PRESQUE ISLE, Maine (JTA) — In this speck of a city lives an artist who starts his mornings swathed in a tallit and tefillin, spends most of his days making biblically inspired works of art and whiles away the evenings picking out Schubert sonatas on the piano.
Raphael Gribetz has lived in Presque Isle since 1985, when he and his late wife moved here from the even more remote Portage Lake (population: 391) so she could pursue a degree in social work.
Presque Isle is hundreds of miles and a world away from the Maine of postcard-perfect lighthouses and craggy shorelines, and it’s an unlikely destination for a yeshiva-educated man born into an Orthodox family of seven children in New York City in 1952. But Gribetz has been defying expectations for much of his life.

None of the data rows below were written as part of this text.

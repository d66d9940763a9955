//! SQL operator tables for SCIM filter tokens.
//!
//! Both tables are `const` match arms over closed enums, so they are shared
//! by every compile call without synchronization and cannot be extended at
//! runtime.

use super::filter::{CompareOp, LogicalOp};

/// Positional placeholder emitted for every bound value.
pub const PLACEHOLDER: &str = "?";

/// Wildcards placed around the placeholder of a `LIKE` comparison.
#[derive(Debug, Clone, Copy, PartialEq, Eq)]
pub struct LikePattern {
    pub prefix: &'static str,
    pub suffix: &'static str,
}

impl LikePattern {
    /// Render the placeholder wrapped in this pattern's wildcards (e.g. `%?%`).
    pub fn wrap(&self, placeholder: &str) -> String {
        format!("{}{}{}", self.prefix, placeholder, self.suffix)
    }
}

impl CompareOp {
    /// SQL operator text for this comparator.
    pub const fn sql_operator(self) -> &'static str {
        match self {
            CompareOp::Eq => "=",
            CompareOp::Ne => "!=",
            CompareOp::Co | CompareOp::Sw | CompareOp::Ew => "LIKE",
            CompareOp::Pr => "IS NOT NULL",
            CompareOp::Gt => ">",
            CompareOp::Ge => ">=",
            CompareOp::Lt => "<",
            CompareOp::Le => "<=",
        }
    }

    /// Wildcard placement for substring comparators; `None` for the rest.
    pub const fn like_pattern(self) -> Option<LikePattern> {
        match self {
            CompareOp::Co => Some(LikePattern {
                prefix: "%",
                suffix: "%",
            }),
            CompareOp::Sw => Some(LikePattern {
                prefix: "",
                suffix: "%",
            }),
            CompareOp::Ew => Some(LikePattern {
                prefix: "%",
                suffix: "",
            }),
            _ => None,
        }
    }

    /// Whether a comparison with this operator binds a value.
    pub const fn takes_value(self) -> bool {
        !matches!(self, CompareOp::Pr)
    }
}

impl LogicalOp {
    /// SQL operator text for this connective.
    pub const fn sql_operator(self) -> &'static str {
        match self {
            LogicalOp::And => "AND",
            LogicalOp::Or => "OR",
            LogicalOp::Not => "NOT",
        }
    }
}

#[cfg(test)]
mod tests {
    use rstest::rstest;

    use super::*;

    #[rstest]
    #[case::eq(CompareOp::Eq, "=")]
    #[case::ne(CompareOp::Ne, "!=")]
    #[case::co(CompareOp::Co, "LIKE")]
    #[case::sw(CompareOp::Sw, "LIKE")]
    #[case::ew(CompareOp::Ew, "LIKE")]
    #[case::pr(CompareOp::Pr, "IS NOT NULL")]
    #[case::gt(CompareOp::Gt, ">")]
    #[case::ge(CompareOp::Ge, ">=")]
    #[case::lt(CompareOp::Lt, "<")]
    #[case::le(CompareOp::Le, "<=")]
    fn test_compare_operator_text(#[case] op: CompareOp, #[case] expected: &str) {
        assert_eq!(op.sql_operator(), expected);
    }

    #[rstest]
    #[case::and(LogicalOp::And, "AND")]
    #[case::or(LogicalOp::Or, "OR")]
    #[case::not(LogicalOp::Not, "NOT")]
    fn test_logical_operator_text(#[case] op: LogicalOp, #[case] expected: &str) {
        assert_eq!(op.sql_operator(), expected);
    }

    #[rstest]
    #[case::co(CompareOp::Co, "%?%")]
    #[case::sw(CompareOp::Sw, "?%")]
    #[case::ew(CompareOp::Ew, "%?")]
    fn test_like_pattern_wrap(#[case] op: CompareOp, #[case] expected: &str) {
        let pattern = op.like_pattern().unwrap();
        assert_eq!(pattern.wrap(PLACEHOLDER), expected);
    }

    #[test]
    fn test_non_substring_operators_have_no_wildcards() {
        let with_pattern: Vec<_> = CompareOp::ALL
            .into_iter()
            .filter(|op| op.like_pattern().is_some())
            .collect();
        assert_eq!(with_pattern, vec![CompareOp::Co, CompareOp::Sw, CompareOp::Ew]);
    }

    #[test]
    fn test_only_presence_takes_no_value() {
        for op in CompareOp::ALL {
            assert_eq!(op.takes_value(), op != CompareOp::Pr, "{op}");
        }
    }
}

As a young man, he defied his parents’ wishes and gave his life to his art, secretly dropping out of Yeshiva University because it didn’t have an art program and enrolling instead at the City College of New York, where he went on to earn an undergraduate degree in English and an MFA.
As a young artist, he abandoned life in the capital of the art world for a rural backwater. Despite his commitment to daily Jewish practice, he settled down in a city with only the barest hint of Jewish life and then unexpectedly wound up as the community’s spiritual leader. Despite making art saturated with Old Testament imagery, perhaps his most viewed work is a gruesome crucifix commissioned by a Catholic priest with whom he would vacation in the Maine woods.
“I guess I’m a purist,” Gribetz said. “But I’ve suffered. And I continue to suffer.”
With his ready smile and spry bearing, you wouldn’t immediately know it.
At 68, Gribetz’s days are spent engaged in pursuits that have given his life a sense of purpose since he was young — music, sculpture and painting. Locals, who know him as Ray, inevitably mention his dedication to physical fitness and the grueling running regimen he would keep up the year round, even through the brutal Maine winter, before two hip replacements forced him to switch to cycling. Gribetz outfits his bike with studded tires so it can serve as his primary means of transportation even in the snow. He proudly boasts that he hasn’t filled the gas tank in his minivan in months.
His smile comes easily. When something amazes him — a not infrequent occurrence — he’ll remark “wow” and drag out the syllable for several beats. But the tears come easily, too — and invariably when the conversation turns to his wife, Nilda, who died of a heart ailment in 2015. Gribetz will look down and grow quiet for a moment, and when he looks up again there will be wet streaks around his eyes.
“Tragedy,” Gribetz said, “has followed me my whole life.”
His Orthodox childhood, spent in the Riverdale section of the Bronx, New York, was a difficult one. His mother’s family fled Germany after Kristallnacht and suffered from what Gribetz and his siblings describe as an acute case of survivor’s guilt. His father, a physician who grew up in a rigidly Orthodox family in Brooklyn and could chant the weekly Torah portion without preparation, would sometimes barter for treatment with destitute Holocaust survivors.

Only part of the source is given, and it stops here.